**Description of the task:** Retype the whole listing below, character for character.

....

use std::fs::{File, OpenOptions};
use std::io::Write;
use std::path::PathBuf;
use std::sync::Mutex;

use serde::{Deserialize, Serialize};

use crate::menubar::extra_model::DiscoveredExtra;
use crate::state::state_model::ManagedItem;
use crate::state::sync::ApplyOutcome;
use crate::trace::trace::TraceEvent;

/// `trace:` section of `stein.yaml`.
#[derive(Debug, Clone, Serialize, Deserialize)]
pub struct TraceConfig {
    #[serde(default = "default_enabled")]
    pub enabled: bool,

    #[serde(default = "default_path")]
    pub path: String,
}

impl Default for TraceConfig {
    fn default() -> Self {
        Self {
            enabled: default_enabled(),
            path: default_path(),
        }
    }
}

fn default_enabled() -> bool { true }
fn default_path() -> String { "stein_trace.jsonl".to_string() }

enum Sink {
    Off,
    /// Opened on the first record, so runs that trace nothing leave no file.
    Pending(PathBuf),
    Open(File),
}

/// Appends scan and mutation records to a JSONL file. Tracing problems are
/// logged and otherwise ignored; they never fail the operation being traced.
pub struct TraceLogger {
    sink: Mutex<Sink>,
}

impl TraceLogger {
    pub fn from_config(config: &TraceConfig) -> Self {
        if !config.enabled || config.path.trim().is_empty() {
            return Self::disabled();
        }
        Self::to_file(config.path.as_str())
    }

    pub fn to_file(path: impl Into<PathBuf>) -> Self {
        Self {
            sink: Mutex::new(Sink::Pending(path.into())),
        }
    }

    pub fn disabled() -> Self {
        Self { sink: Mutex::new(Sink::Off) }
    }

    pub fn is_enabled(&self) -> bool {
        self.sink.lock().map(|sink| !matches!(*sink, Sink::Off)).unwrap_or(false)
    }

    /// One record per scan, with the permission state it ran under.
    pub fn record_scan(&self, extras: &[DiscoveredExtra], permission_granted: bool) {
        self.write(&TraceEvent::scan(extras.len(), permission_granted));
    }

    /// One record per show/hide that reached the accessibility layer.
    /// Intent-only changes never touch the screen and are skipped.
    pub fn record_apply(
        &self,
        operation: &str,
        item: &ManagedItem,
        visible: bool,
        outcome: ApplyOutcome,
    ) {
        if outcome == ApplyOutcome::IntentOnly {
            return;
        }
        self.write(&TraceEvent::apply(operation, item, visible, outcome));
    }

    fn write(&self, event: &TraceEvent) {
        let json = match serde_json::to_string(event) {
            Ok(j) => j,
            Err(e) => {
                log::warn!("failed to serialize trace event: {}", e);
                return;
            }
        };

        let mut sink = match self.sink.lock() {
            Ok(s) => s,
            Err(e) => {
                log::warn!("trace logger lock poisoned: {}", e);
                return;
            }
        };

        if let Sink::Pending(path) = &*sink {
            *sink = match OpenOptions::new().create(true).append(true).open(path) {
                Ok(file) => Sink::Open(file),
                Err(e) => {
                    log::warn!("could not open trace file '{}': {}; tracing off", path.display(), e);
                    Sink::Off
                }
            };
        }

        if let Sink::Open(file) = &mut *sink {
            if let Err(e) = writeln!(file, "{}", json) {
                log::warn!("failed to write trace event: {}", e);
            }
        }
    }
}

....

**Your response:**
use std::fs::{File, OpenOptions};
use std::io::Write;
use std::path::PathBuf;
use std::sync::Mutex;

use serde::{Deserialize, Serialize};

use crate::menubar::extra_model::DiscoveredExtra;
use crate::state::state_model::ManagedItem;
use crate::state::sync::ApplyOutcome;
use crate::trace::trace::TraceEvent;

/// `trace:` section of `stein.yaml`.
#[derive(Debug, Clone, Serialize, Deserialize)]
pub struct TraceConfig {
    #[serde(default = "default_enabled")]
    pub enabled: bool,

    #[serde(default = "default_path")]
    pub path: String,
}

impl Default for TraceConfig {
    fn default() -> Self {
        Self {
            enabled: default_enabled(),
            path: default_path(),
        }
    }
}

fn default_enabled() -> bool { true }
fn default_path() -> String { "stein_trace.jsonl".to_string() }

enum Sink {
    Off,
    /// Opened on the first record, so runs that trace nothing leave no file.
    Pending(PathBuf),
    Open(File),
}

/// Appends scan and mutation records to a JSONL file. Tracing problems are
/// logged and otherwise ignored; they never fail the operation being traced.
pub struct TraceLogger {
    sink: Mutex<Sink>,
}

impl TraceLogger {
    pub fn from_config(config: &TraceConfig) -> Self {
        if !config.enabled || config.path.trim().is_empty() {
            return Self::disabled();
        }
        Self::to_file(config.path.as_str())
    }

    pub fn to_file(path: impl Into<PathBuf>) -> Self {
        Self {
            sink: Mutex::new(Sink::Pending(path.into())),
        }
    }

    pub fn disabled() -> Self {
        Self { sink: Mutex::new(Sink::Off) }
    }

    pub fn is_enabled(&self) -> bool {
        self.sink.lock().map(|sink| !matches!(*sink, Sink::Off)).unwrap_or(false)
    }

    /// One record per scan, with the permission state it ran under.
    pub fn record_scan(&self, extras: &[DiscoveredExtra], permission_granted: bool) {
        self.write(&TraceEvent::scan(extras.len(), permission_granted));
    }

    /// One record per show/hide that reached the accessibility layer.
    /// Intent-only changes never touch the screen and are skipped.
    pub fn record_apply(
        &self,
        operation: &str,
        item: &ManagedItem,
        visible: bool,
        outcome: ApplyOutcome,
    ) {
        if outcome == ApplyOutcome::IntentOnly {
            return;
        }
        self.write(&TraceEvent::apply(operation, item, visible, outcome));
    }

    fn write(&self, event: &TraceEvent) {
        let json = match serde_json::to_string(event) {
            Ok(j) => j,
            Err(e) => {
                log::warn!("failed to serialize trace event: {}", e);
                return;
            }
        };

        let mut sink = match self.sink.lock() {
            Ok(s) => s,
            Err(e) => {
                log::warn!("trace logger lock poisoned: {}", e);
                return;
            }
        };

        if let Sink::Pending(path) = &*sink {
            *sink = match OpenOptions::new().create(true).append(true).open(path) {
                Ok(file) => Sink::Open(file),
                Err(e) => {
                    log::warn!("could not open trace file '{}': {}; tracing off", path.display(), e);
                    Sink::Off
                }
            };
        }

        if let Sink::Open(file) = &mut *sink {
            if let Err(e) = writeln!(file, "{}", json) {
                log::warn!("failed to write trace event: {}", e);
            }
        }
    }
}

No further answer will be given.